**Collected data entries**

=== Section Start ===

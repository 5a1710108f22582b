//! Validated strategy parameter records.
//!
//! Every constructor checks its invariants once; afterwards the values are
//! immutable and never re-validated.

use serde::{Deserialize, Serialize};

use crate::error::{BacktestError, BacktestResult};

/// Parameters of the buy/sell threshold policy.
#[derive(Debug, Clone, Copy, PartialEq, Serialize)]
pub struct ThresholdParams {
    window_length: usize,
    threshold: f64,
    buy_factor: f64,
    sell_factor: f64,
}

impl ThresholdParams {
    /// Default multiplier applied to the threshold for the buy boundary.
    pub const DEFAULT_BUY_FACTOR: f64 = 0.5;
    /// Default multiplier applied to the threshold for the sell boundary.
    pub const DEFAULT_SELL_FACTOR: f64 = 2.0;

    /// Create threshold parameters.
    ///
    /// # Errors
    ///
    /// Returns [`BacktestError::InvalidConfiguration`] if `window_length` is
    /// zero or any of the floats is not finite and positive.
    pub fn new(
        window_length: usize,
        threshold: f64,
        buy_factor: f64,
        sell_factor: f64,
    ) -> BacktestResult<Self> {
        check_window_length(window_length)?;
        check_positive("threshold", threshold)?;
        check_positive("buy_factor", buy_factor)?;
        check_positive("sell_factor", sell_factor)?;

        Ok(Self {
            window_length,
            threshold,
            buy_factor,
            sell_factor,
        })
    }

    /// Trailing days in the moving average.
    #[must_use]
    pub const fn window_length(&self) -> usize {
        self.window_length
    }

    /// Base threshold on the multiple.
    #[must_use]
    pub const fn threshold(&self) -> f64 {
        self.threshold
    }

    /// Buy boundary multiplier.
    #[must_use]
    pub const fn buy_factor(&self) -> f64 {
        self.buy_factor
    }

    /// Sell boundary multiplier.
    #[must_use]
    pub const fn sell_factor(&self) -> f64 {
        self.sell_factor
    }

    /// Multiple below which the policy buys.
    #[must_use]
    pub fn buy_below(&self) -> f64 {
        self.threshold * self.buy_factor
    }

    /// Multiple above which the policy sells.
    #[must_use]
    pub fn sell_above(&self) -> f64 {
        self.threshold * self.sell_factor
    }
}

/// One step of an allocation curve.
#[derive(Debug, Clone, Copy, PartialEq, Serialize, Deserialize)]
pub struct CurvePoint {
    /// Upper (exclusive) bound on the multiple for this step.
    pub threshold: f64,
    /// Fraction of the day's budget to spend.
    pub fraction: f64,
}

/// Monotone mapping from multiple thresholds to spend fractions.
///
/// Thresholds are strictly ascending and fractions strictly descending, so
/// the cheaper the asset relative to its average the more is bought.
#[derive(Debug, Clone, PartialEq, Serialize)]
#[serde(transparent)]
pub struct AllocationCurve {
    points: Vec<CurvePoint>,
}

impl AllocationCurve {
    /// Create a curve from `(threshold, fraction)` steps.
    ///
    /// # Errors
    ///
    /// Returns [`BacktestError::InvalidConfiguration`] if the curve is empty,
    /// thresholds are not strictly ascending, fractions are not strictly
    /// descending, or a fraction lies outside `[0, 1]`.
    pub fn new(points: Vec<CurvePoint>) -> BacktestResult<Self> {
        if points.is_empty() {
            return Err(BacktestError::invalid_config(
                "allocation curve needs at least one step",
            ));
        }

        for point in &points {
            if !point.threshold.is_finite() {
                return Err(BacktestError::invalid_config(format!(
                    "curve threshold must be finite, got {}",
                    point.threshold
                )));
            }
            if !(0.0..=1.0).contains(&point.fraction) {
                return Err(BacktestError::invalid_config(format!(
                    "curve fraction must be within [0, 1], got {}",
                    point.fraction
                )));
            }
        }

        for pair in points.windows(2) {
            if pair[0].threshold >= pair[1].threshold {
                return Err(BacktestError::invalid_config(format!(
                    "curve thresholds must be strictly ascending: {} then {}",
                    pair[0].threshold, pair[1].threshold
                )));
            }
            if pair[0].fraction <= pair[1].fraction {
                return Err(BacktestError::invalid_config(format!(
                    "curve fractions must be strictly descending: {} then {}",
                    pair[0].fraction, pair[1].fraction
                )));
            }
        }

        Ok(Self { points })
    }

    /// Create a curve by zipping thresholds with fractions.
    ///
    /// # Errors
    ///
    /// Returns [`BacktestError::InvalidConfiguration`] if the lengths differ
    /// or the resulting curve is invalid.
    pub fn from_parts(thresholds: &[f64], fractions: &[f64]) -> BacktestResult<Self> {
        if thresholds.len() != fractions.len() {
            return Err(BacktestError::invalid_config(format!(
                "{} thresholds for {} fractions",
                thresholds.len(),
                fractions.len()
            )));
        }

        Self::new(
            thresholds
                .iter()
                .zip(fractions)
                .map(|(&threshold, &fraction)| CurvePoint {
                    threshold,
                    fraction,
                })
                .collect(),
        )
    }

    /// Curve steps in ascending threshold order.
    #[must_use]
    pub fn points(&self) -> &[CurvePoint] {
        &self.points
    }

    /// Fraction mapped to the smallest threshold strictly greater than
    /// `multiple`, or `0.0` past the top of the curve.
    #[must_use]
    pub fn fraction_for(&self, multiple: f64) -> f64 {
        let idx = self.points.partition_point(|p| p.threshold <= multiple);
        self.points.get(idx).map_or(0.0, |p| p.fraction)
    }
}

/// Parameters of the graduated allocation policy.
#[derive(Debug, Clone, PartialEq, Serialize)]
pub struct CurveParams {
    window_length: usize,
    curve: AllocationCurve,
}

impl CurveParams {
    /// Create curve parameters.
    ///
    /// # Errors
    ///
    /// Returns [`BacktestError::InvalidConfiguration`] if `window_length` is zero.
    pub fn new(window_length: usize, curve: AllocationCurve) -> BacktestResult<Self> {
        check_window_length(window_length)?;
        Ok(Self {
            window_length,
            curve,
        })
    }

    /// Trailing days in the moving average.
    #[must_use]
    pub const fn window_length(&self) -> usize {
        self.window_length
    }

    /// The allocation curve.
    #[must_use]
    pub const fn curve(&self) -> &AllocationCurve {
        &self.curve
    }
}

/// Parameters of one strategy, tagged by policy kind.
#[derive(Debug, Clone, PartialEq, Serialize)]
#[serde(tag = "kind", rename_all = "snake_case")]
pub enum StrategyParams {
    /// Full buy/sell switching on threshold crossings.
    Threshold(ThresholdParams),
    /// Graduated daily buying along an allocation curve.
    Curve(CurveParams),
    /// Spend the whole daily budget every day.
    BuyEveryDay,
}

impl StrategyParams {
    /// Moving average length, if the policy uses one.
    #[must_use]
    pub const fn window_length(&self) -> Option<usize> {
        match self {
            Self::Threshold(p) => Some(p.window_length),
            Self::Curve(p) => Some(p.window_length),
            Self::BuyEveryDay => None,
        }
    }

    /// Short label for logs.
    #[must_use]
    pub const fn kind_name(&self) -> &'static str {
        match self {
            Self::Threshold(_) => "threshold",
            Self::Curve(_) => "curve",
            Self::BuyEveryDay => "buy_every_day",
        }
    }
}

fn check_window_length(window_length: usize) -> BacktestResult<()> {
    if window_length == 0 {
        return Err(BacktestError::invalid_config(
            "window_length must be at least 1",
        ));
    }
    Ok(())
}

fn check_positive(name: &str, value: f64) -> BacktestResult<()> {
    if !value.is_finite() || value <= 0.0 {
        return Err(BacktestError::invalid_config(format!(
            "{name} must be finite and positive, got {value}"
        )));
    }
    Ok(())
}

=== Section End ===

**Exercise objective**
Look through the records above and report how many lines hold the word "boundary", giving only the number.

**Task solution**
4